1. President Barack Obama won 303 electoral votes but there are a few Republicans out there insisting he doesn’t have a mandate. When George W. Bush won in 2004, he had 284 and everyone from Karl Rove on down called it a mandate. This time out, yeah, it’s a mandate, too.

2. If last night was historic because it gave the nation’s first black president a second term and preserved his legacy, it was also historic because, for the first time ever, LGTBQ rights were affirmed by popular vote in not one but four states. Maine, Maryland and Washington all approved same-sex marriage at the ballot box; Minnesota voted to keep its same sex marriage ban off the state constitution. And to cap it, Wisconsin’s Tammy Baldwin will be the first openly gay U.S. senator in history.
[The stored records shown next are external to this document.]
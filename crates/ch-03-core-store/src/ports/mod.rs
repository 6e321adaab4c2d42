//! Ports: the filesystem interface each store backend implements.

pub mod outbound;

pub use outbound::{Capacity, StoreFs};
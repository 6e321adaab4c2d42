pub mod config;
pub mod host;
pub mod registry;

pub use config::{address_url, parse_address, ClusterConfig};
pub use host::{now_millis, HostIdentity, RESOLVE_TIMEOUT, HostKey, HostMode, HostNode, HostSelf, HostState};
pub use registry::{HostRegistry, Upsert};
//! # Core Host Test Suite
//!
//! Unified test crate for flows that cross crate boundaries.
//!
//! ## Structure
//!
//! ```text
//! tests/
//! ├── src/integration/
//! │   ├── flows.rs      # Containers, cores, plugins and the store together
//! │   └── cluster.rs    # Two hosts joining over real HTTP
//! └── benches/
//!     └── runtime_benchmarks.rs
//! ```
//!
//! ## Running Tests
//!
//! ```bash
//! # All tests
//! cargo test -p ch-tests
//!
//! # By category
//! cargo test -p ch-tests integration::flows::
//! cargo test -p ch-tests integration::cluster::
//!
//! # Benchmarks
//! cargo bench -p ch-tests
//! ```

#![allow(dead_code)]

pub mod integration;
Sure, the Defense of Marriage Act is still on the books, but the nation’s first same-sex marriage-affirming black president isn’t defending it in the courts and it will, eventually, go down.

And this just in: Iowa Justice David Wiggins, the last of the pro same-sex marriage justices, has been retained — a complete reversal of two years ago when three of his marriage-equality-affirming colleagues were ousted in a recall.

3. More women — 19! — will serve in the U.S. senate than ever before. Another historic turn. And in the process, rape apologists went down in flames, one by one.

4. The Latino vote came out in, yes, historic droves, even the Puerto Ricans along the I-4 corridor in central Florida. The next few weeks, when the polls are dissected so we know exactly how many pot smoking, gay-marrying Ecuadorians in Colorado voted for Obama, will tell a fuller story. But this much we know right now: Without the Latino vote, this would be a very different story. Because of that Latino vote, the future of America is being re-written.

5. Everybody’s talking about the Latino vote, but the African-American vote, underestimated by nearly all the pundits of every persuasion, came out in force. President Obama — without another election to worry about — now needs to remember he’s black enough to talk about poverty, public education, economic opportunity and equality in real terms. And, you know, do something about those issues.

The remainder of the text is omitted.